The UK dentistry sector is likely to see further consolidation, but valuations could fall and deals will need to be restructured to reapportion risk as the sector emerges from lockdown.
Speaking at LaingBuisson’s Dental & Covid webinar today, Portman Dental Care founder and CEO Sam Waley-Cohen said there would be a range of outcomes depending on the quality of practices, but warned that those at the bottom end could see their valuations as much as halve as the Covid-19 pandemic takes its toll on margins and investor appetite.
‘The best practices will hold up but [valuations] will come off meaningfully and that means that the very, very best practices will be talking more like [EBITDA multiples] in the high fives and low sixes. Other practices will be well below that, which is truly where the market was before the weight of capital driven by private equity came in,’ he said.
According to Waley-Cohen, valuations were beginning to dip before the pandemic as high leverage and performance issues curtailed the buy and build strategies of some of Europe’s biggest providers.
‘There are going to be winners and losers and some groups are going to come out brilliantly…but I think for the time being, the thesis that putting groups of practices together is easy-peasy and that anyone can do it is probably quite challenged,’ he said.
Waley-Cohen said Portman is one of the few large groups still active on the buy-side.
‘We know right now that the market has changed dramatically and that’s probably best exemplified by the fact that to my understanding there is no other group purchasing at the moment – some were public about that pre-corona, some have been less public about that, but that is the reality of where they are post-corona and that will have big changes in terms of the demand side,’ he said.
Ian Gordon, managing director Alpha Vitality and group NHS Lead at Riverdale Healthcare, agreed that potential buyers would be scrutinising deals more closely as the pandemic continues to pose a significant risk to practice income.
He told the webinar that buy and build would remain the mainstay of many private equity-backed dentistry businesses, but that acquisitions would need to be restructured to allow pipeline deals to go ahead.
‘Deferred income and more linking of any earn out to EBITDA may be the way forward so that if the concern for the enquirer is that the market doesn’t pick up or that costs remain high and margins are squeezed that that is built into the deal, he said. ‘Equally, from the seller’s perspective…what if it isn’t as bad as that and they are selling too low? Maybe the deal needs to be restructured so there’s an upside for those people as well and that’s the sort of approach I would like to look at – a sharing of risk and a sharing of opportunity in the deal.’
Waley-Cohen said he expected to see a shift from pre-pandemic deal terms where there had been a weakening of ancillary clauses to a position where deferred consideration is used to share performance risk.
‘In terms of Portman, we are very long-term players…we see ourselves being here for at least another decade, so we are very active in the market. We’ve always looked to bring on really good practices that share a vision and are forward leaning and who want to embrace change, so I see tremendous opportunities – not necessarily in the immediate term but in the medium term,’ he said.
A straw poll of the 500-plus ‘virtual’ delegates attending the webinar, found that almost half (48%) expected valuations to stabilise within 12 months. Just under a fifth believed it would take less than six months while the remaining 33% expected it to take two years for the market to settle.
According to Helen Wong MBE, partner at event sponsor Charles Russell Speechlys, valuations are difficult to estimate going forward but recent research from commercial real estate agency Christie & Co suggested they could bounce back over the next six to 12 months.

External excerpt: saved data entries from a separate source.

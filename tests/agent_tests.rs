//! Integration tests for the agent system
//!
//! These tests verify configuration, tool definitions, and the full
//! discover → tool call → reply flow against stubbed HTTP services.
//! Tests that need a real supervisor and Ollama are marked #[ignore].

use std::sync::Arc;
use std::time::Duration;

use a2a_console::a2a::NamedOperation;
use a2a_console::agent::AgentConfig;
use a2a_console::chat::{ConversationLog, HandlerError, RequestHandler};
use a2a_console::ollama::tool_use::{ChatMessage, Tool, ToolFunction};
use a2a_console::{A2aClient, A2aRegistry, ChatClient, InitError, SessionCache};
use mockito::Matcher;
use serde_json::json;

/// Test that AgentConfig has sensible defaults
#[test]
fn test_agent_config_defaults() {
    let config = AgentConfig::default();

    assert_eq!(config.model, "qwen3");
    assert_eq!(config.max_iterations, 10);
    assert!(config.system_prompt.is_none());
}

/// Test that AgentConfig can be customized
#[test]
fn test_agent_config_custom() {
    let config = AgentConfig {
        model: "llama3.2".to_string(),
        max_iterations: 5,
        system_prompt: Some("You are a helpful assistant.".to_string()),
    };

    assert_eq!(config.model, "llama3.2");
    assert_eq!(config.max_iterations, 5);
}

/// Test ChatMessage construction with helper methods
#[test]
fn test_chat_message_construction() {
    let user_msg = ChatMessage::user("Hello, world!");
    assert_eq!(user_msg.role, "user");
    assert_eq!(user_msg.content, "Hello, world!");
    assert!(user_msg.tool_calls.is_none());

    assert_eq!(ChatMessage::system("You are helpful.").role, "system");
    assert_eq!(ChatMessage::assistant("I can help!").role, "assistant");
    assert_eq!(ChatMessage::tool("Result: 42").role, "tool");
}

/// Test that a discovered operation becomes a function tool
#[test]
fn test_tool_from_operation() {
    let op = NamedOperation {
        name: "summarize".to_string(),
        description: "Summarize a document".to_string(),
        parameters: json!({
            "type": "object",
            "properties": { "message": { "type": "string" } },
            "required": ["message"]
        }),
        route: "summarize".to_string(),
    };

    let tool = Tool::from(&op);
    assert_eq!(tool.tool_type, "function");
    assert_eq!(tool.function.name, "summarize");
    assert_eq!(tool.function.parameters["required"][0], "message");
}

/// Test Tool serialization to JSON
#[test]
fn test_tool_serialization() {
    let tool = Tool {
        tool_type: "function".to_string(),
        function: ToolFunction {
            name: "test_func".to_string(),
            description: "A test function".to_string(),
            parameters: json!({"type": "object"}),
        },
    };

    let json = serde_json::to_string(&tool).unwrap();
    assert!(json.contains("\"type\":\"function\""));
    assert!(json.contains("\"name\":\"test_func\""));
}

/// Test ChatMessage serialization
#[test]
fn test_chat_message_serialization() {
    let msg = ChatMessage::user("test message");
    let json = serde_json::to_string(&msg).unwrap();

    assert!(json.contains("\"role\":\"user\""));
    assert!(json.contains("\"content\":\"test message\""));
    // tool_calls should be skipped when None
    assert!(!json.contains("tool_calls"));
}

fn card(url: &str) -> String {
    json!({
        "name": "Supervisor",
        "url": format!("{}/", url),
        "version": "1.0.0",
        "skills": [
            { "id": "search", "name": "Search", "description": "Search the web" },
            { "id": "summarize", "name": "Summarize", "description": "Summarize text" }
        ]
    })
    .to_string()
}

fn cache(supervisor: &str, ollama: &str) -> SessionCache {
    let timeout = Duration::from_secs(5);
    SessionCache::new(
        Arc::new(A2aRegistry::new(A2aClient::new(supervisor, timeout).unwrap())),
        Arc::new(ChatClient::new(ollama, timeout).unwrap()),
        AgentConfig::default(),
    )
}

/// Discover over HTTP, call one remote skill, answer with its result
#[tokio::test]
async fn test_run_against_stubbed_services() {
    let mut supervisor = mockito::Server::new_async().await;
    let mut ollama = mockito::Server::new_async().await;

    let card_mock = supervisor
        .mock("GET", "/.well-known/agent.json")
        .with_status(200)
        .with_header("content-type", "application/json")
        .with_body(card(&supervisor.url()))
        .expect(1)
        .create_async()
        .await;

    let skill_mock = supervisor
        .mock("POST", "/")
        .match_body(Matcher::PartialJson(json!({
            "method": "message/send",
            "params": { "metadata": { "skill": "search" } }
        })))
        .with_status(200)
        .with_header("content-type", "application/json")
        .with_body(
            json!({
                "jsonrpc": "2.0",
                "id": 1,
                "result": {
                    "kind": "message",
                    "role": "agent",
                    "messageId": "m-1",
                    "parts": [{ "kind": "text", "text": "3 results for X" }]
                }
            })
            .to_string(),
        )
        .expect(1)
        .create_async()
        .await;

    // First model call: only the user's message so far
    let plan_mock = ollama
        .mock("POST", "/api/chat")
        .match_body(Matcher::Regex(r#""role":"user"\}\]"#.to_string()))
        .with_status(200)
        .with_body(
            json!({
                "message": {
                    "role": "assistant",
                    "content": "",
                    "tool_calls": [{
                        "function": { "name": "search", "arguments": { "message": "X" } }
                    }]
                },
                "done": true
            })
            .to_string(),
        )
        .expect(1)
        .create_async()
        .await;

    // Second model call: the tool result is the last message
    let answer_mock = ollama
        .mock("POST", "/api/chat")
        .match_body(Matcher::Regex(r#""role":"tool"\}\]"#.to_string()))
        .with_status(200)
        .with_body(
            json!({
                "message": { "role": "assistant", "content": "Found 3 results for X." },
                "done": true
            })
            .to_string(),
        )
        .expect(1)
        .create_async()
        .await;

    let cache = cache(&supervisor.url(), &ollama.url());
    let session = cache.get_or_init().await.unwrap();
    assert_eq!(session.operation_names(), vec!["search", "summarize"]);

    let report = session.run("search for X").await;
    assert_eq!(report.outcome.unwrap(), "Found 3 results for X.");
    assert_eq!(report.tool_calls_made, 1);
    assert!(report.trace.as_str().contains("3 results for X"));

    // Second lookup reuses the session
    cache.get_or_init().await.unwrap();

    card_mock.assert_async().await;
    skill_mock.assert_async().await;
    plan_mock.assert_async().await;
    answer_mock.assert_async().await;
}

/// An unreachable card is reported with the endpoint that was tried
#[tokio::test]
async fn test_card_error_is_discovery_failure() {
    let mut supervisor = mockito::Server::new_async().await;
    supervisor
        .mock("GET", "/.well-known/agent.json")
        .with_status(500)
        .create_async()
        .await;

    let cache = cache(&supervisor.url(), "http://127.0.0.1:9");
    match cache.get_or_init().await {
        Err(InitError::DiscoveryFailed { endpoint, .. }) => {
            assert_eq!(endpoint, supervisor.url());
        }
        other => panic!("unexpected: {:?}", other),
    }
}

/// Nothing listens on the discard port, so the first turn fails discovery
#[tokio::test]
async fn test_closed_port_makes_handler_unavailable() {
    let closed = "http://127.0.0.1:9";
    let mut handler = RequestHandler::new(Arc::new(cache(closed, closed)));
    let mut log = ConversationLog::new();

    let error = match handler.handle("hello", &mut log).await {
        Err(HandlerError::Unavailable(e @ InitError::DiscoveryFailed { .. })) => e,
        other => panic!("unexpected: {:?}", other),
    };
    let banner = error.banner();
    assert!(banner[0].starts_with("Failed to connect to Supervisor Agent at http://127.0.0.1:9"));
    assert!(banner[2].starts_with("Details: "));
    assert!(!banner[2].contains("Parse error"));
    assert!(handler.is_unavailable());

    assert!(matches!(
        handler.handle("hello again", &mut log).await,
        Err(HandlerError::Unavailable(_))
    ));
    assert!(log.is_empty());
}

/// Test a live run (requires a supervisor on :5000 and Ollama)
#[tokio::test]
#[ignore = "Requires a running supervisor agent and Ollama"]
async fn test_live_supervisor() {
    let cache = cache("http://localhost:5000", "http://localhost:11434");
    let session = cache.get_or_init().await.unwrap();
    let report = session.run("What can you do?").await;
    assert!(report.outcome.is_ok());
}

‘I believe there is actually still value in practices and while we cannot really compare the recession in the 2007 era, in actual fact during that time dentistry maintained its value, not only maintained but it increased and was buoyant,’ she said.
Wong told the webinar that despite the closure of dental services during the pandemic, most banks are still funding acquisitions and enquiries from buyers continued during lockdown.
She added that buyers are looking for an additional layer of work on top of due diligence around specific Covid-19 risks and in some cases, specific indemnity against that risk to mitigate issues that might arise from the pandemic.
‘The biggest fear is if there is a second wave and what happens then so what I’m advising my clients to do is have a contingency plan in place,’ she said.
However, she added: ‘Sooner or later we have to go back to business but how do we have that contingency plan. It really is going to be survival of the fittest. If you’re a strong business you will get through it. It might not be as profitable, but you will get through it and there will always be business to be done.’